The roasting process is important for a number of reasons. The bean itself undergoes both a chemical and physical change as the temperature gets up to over 400 F. First you hear a small “crack,” which is the sound of a little bit of moisture escaping the bean. After the first crack the coffee has arrived at the point where we can drink it, and it has changed from a pea-green color to a light brown color. If you stop the roast there, you will have what we commonly call a “light roast.” If you go a little bit longer, the coffee will make a different cracking sound, which the creative people who invented coffee roasting simply call “second crack.” This sound is made when the cellular structure of the coffee bean changes, the fibers known as cellulose actually break, and it sounds like someone is breaking really tiny sticks. At this point we call it a “dark roast.” If you keep exposing the coffee beans to heat, you will eventually end up at a Vienna Roast, or an Italian Roast, which is a favorite among Starbucks drinkers. These roasts bring the bean to a point where they start to carbonize, which is a fancy way of saying that they turn black and start to taste like charcoal. I believe some coffee roasters like to take some beans to this point because it is easier to mask the taste of cheap beans when they all taste like charcoal, but that’s just my opinion.
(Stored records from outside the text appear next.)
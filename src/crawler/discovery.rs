//! Link discovery: finding the in-scope subpages of a seed page
//!
//! Discovery runs against the seed page only; links found on subpages are
//! never followed, so a run always terminates after one level.

use crate::url::{in_scope, normalize_url};
use scraper::{Html, Selector};
use std::collections::BTreeSet;
use url::Url;

/// Discovers all in-scope links in a page's markup
///
/// Every `<a href>` is resolved against the seed, normalized, and kept only
/// if it shares the seed's host and sits under the seed's path prefix.
/// Non-navigational hrefs (`mailto:`, `tel:`, `javascript:`, empty, or
/// fragment-only) are skipped, as are links that fail to normalize.
///
/// The seed itself is always part of the result. The returned list is
/// deduplicated and ordered lexicographically by URL string, so the same
/// markup always yields the same sequence.
pub fn discover_links(seed: &Url, html: &str) -> Vec<Url> {
    let document = Html::parse_document(html);

    let mut discovered = BTreeSet::new();
    discovered.insert(seed.to_string());

    if let Ok(selector) = Selector::parse("a[href]") {
        for element in document.select(&selector) {
            let Some(href) = element.value().attr("href") else {
                continue;
            };

            if !is_navigational(href) {
                continue;
            }

            let Ok(resolved) = seed.join(href.trim()) else {
                continue;
            };

            let Ok(candidate) = normalize_url(resolved.as_str()) else {
                continue;
            };

            if in_scope(seed, &candidate) {
                discovered.insert(candidate.to_string());
            }
        }
    }

    discovered
        .into_iter()
        .filter_map(|u| Url::parse(&u).ok())
        .collect()
}

/// Filters out hrefs that do not lead anywhere crawlable
fn is_navigational(href: &str) -> bool {
    let href = href.trim();

    if href.is_empty() || href.starts_with('#') {
        return false;
    }

    !(href.starts_with("mailto:") || href.starts_with("tel:") || href.starts_with("javascript:"))
}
There are a number of additional physical changes that occur during the roasting period. One of the most noticeable when you observe someone roasting coffee is that about the time the coffee enters into that first crack, you will see a bunch of little particles flying through the air. It almost looks like the roasting coffee is being attacked by gnats. Even though you can’t see them in the green bean, which appears to be solid, green coffee contains a significant amount of chaff. It is really fine and really delicate. If I took a handful and threw it in the air, it would slowly fall to the earth, and I would throw some in the sanctuary for everyone to see, but then I would just have to clean it up later.
I know that some of you enjoy a good cup of coffee. How would you like it if I took a handful of this coffee bean chaff and…put it in your morning cup of joe? Some people put cream and sugar in their coffee, why not coffee bean chaff? I could even grind it up, mix it with some hot water or milk, and then pour it in your coffee. It doesn’t sound too good, now does it? The chaff, even though it is a part of the coffee bean, is not something we want or desire. It is just bad.
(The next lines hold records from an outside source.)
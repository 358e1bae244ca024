use crate::entities::resources::Resource;
use crate::ui::renderfns::{resource_status_color, truncate};
use crate::ui::view::{View, ViewAction};
use crossterm::event::{KeyCode, KeyEvent};
use ratatui::prelude::*;
use ratatui::widgets::{Block, Borders, Paragraph, Wrap};

/// Read-only detail view for a resource row. Works from the row already on
/// screen; the list behind it stays live and re-renders on invalidation.
pub struct ResourceDetailView {
  resource: Resource,
  department_name: Option<String>,
}

impl ResourceDetailView {
  pub fn new(resource: Resource, department_name: Option<String>) -> Self {
    Self {
      resource,
      department_name,
    }
  }

  fn render_detail(&self, frame: &mut Frame, area: Rect) {
    let block = Block::default()
      .title(format!(" {} ", truncate(&self.resource.name, 48)))
      .title_alignment(Alignment::Center)
      .borders(Borders::ALL)
      .border_style(Style::default().fg(Color::Blue));

    let inner = block.inner(area);
    frame.render_widget(block, area);

    let chunks = Layout::default()
      .direction(Direction::Vertical)
      .constraints([
        Constraint::Length(4), // Status, quantity, department, dates
        Constraint::Length(1), // Separator
        Constraint::Min(1),    // Description
      ])
      .split(inner);

    let department = self
      .department_name
      .as_deref()
      .or(self.resource.department_id.as_deref())
      .unwrap_or("(none)");

    let header = vec![
      Line::from(vec![
        Span::styled("Status: ", Style::default().fg(Color::DarkGray)),
        Span::styled(
          self.resource.status.label(),
          Style::default().fg(resource_status_color(self.resource.status)),
        ),
        Span::raw("  "),
        Span::styled("Quantity: ", Style::default().fg(Color::DarkGray)),
        Span::raw(self.resource.quantity.to_string()),
      ]),
      Line::from(vec![
        Span::styled("Department: ", Style::default().fg(Color::DarkGray)),
        Span::raw(department),
        Span::raw("  "),
        Span::styled("Location: ", Style::default().fg(Color::DarkGray)),
        Span::raw(self.resource.location.as_deref().unwrap_or("-")),
      ]),
      Line::from(vec![
        Span::styled("Created: ", Style::default().fg(Color::DarkGray)),
        Span::raw(self.resource.created_at.format("%Y-%m-%d %H:%M").to_string()),
        Span::raw("  "),
        Span::styled("Updated: ", Style::default().fg(Color::DarkGray)),
        Span::raw(
          self
            .resource
            .updated_at
            .map(|t| t.format("%Y-%m-%d %H:%M").to_string())
            .unwrap_or_else(|| "-".to_string()),
        ),
      ]),
    ];
    frame.render_widget(Paragraph::new(header), chunks[0]);

    let sep = Paragraph::new("─".repeat(chunks[1].width as usize))
      .style(Style::default().fg(Color::DarkGray));
    frame.render_widget(sep, chunks[1]);

    let desc = self
      .resource
      .description
      .as_deref()
      .unwrap_or("No description");
    let desc_para = Paragraph::new(desc).wrap(Wrap { trim: true });
    frame.render_widget(desc_para, chunks[2]);
  }
}

impl View for ResourceDetailView {
  fn handle_key(&mut self, key: KeyEvent) -> ViewAction {
    match key.code {
      KeyCode::Char('q') | KeyCode::Esc => ViewAction::Pop,
      _ => ViewAction::None,
    }
  }

  fn render(&mut self, frame: &mut Frame, area: Rect) {
    self.render_detail(frame, area);
  }

  fn title(&self) -> String {
    self.resource.name.clone()
  }
}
Our text for today introduces us to a grownup John the Baptist and Jesus of Nazareth. Both of these men are moving toward their calling, but John comes on the scene a little earlier than his cousin Jesus does. And John is doing some pretty extreme things. He is critiquing the religious leaders, teaching some extreme ethics of sharing your food and clothing, and calling all people to repentance. It sounds to me like Jesus and John had some similar ideas, because Jesus is going to do the same kinds of things that John is doing in the early parts of this chapter. Of course, one of the major differences that we find is that John is enacting a symbol of repentance by taking the converts down to the river and performing a ritualistic cleansing we know as baptism.
With their similar message, it isn’t surprising that people start to wonder if John is the messiah, the anointed one from God who would bring reformation to the religious system, freedom from the Roman oppressors, and well-being to the impoverished. So when the people start to question John’s identity, he come right out and says that he is not the messiah. Oh yes, the messiah is coming, John assures the people. But Johns sets them straight in verse 16: “I baptize you with water. But one who is more powerful than I will come, the straps of whose sandals I am not worthy to untie. He will baptize you with the Holy Spirit and fire.”
John baptizes with water, but the messiah will baptize with the Holy Spirit and fire. You may recall that the Greek word for spirit, pneuma, can also be translated as breath and wind. Spirit, breath, and wind all share a number characteristics. They are all invisible, but they are powerful. You can be knocked over by the wind, and you can be knocked over by some people’s breath.
To understand this passage, we need to keep in mind this connection between breath, spirit, and wind. John says that the messiah will baptize with Holy Pneuma and fire, a Holy wind and fire.
John then goes on in verse 17 and tells us, “His winnowing fork is in his hand to clear his threshing floor and to gather the wheat into his barn, but he will burn up the chaff with unquenchable fire.”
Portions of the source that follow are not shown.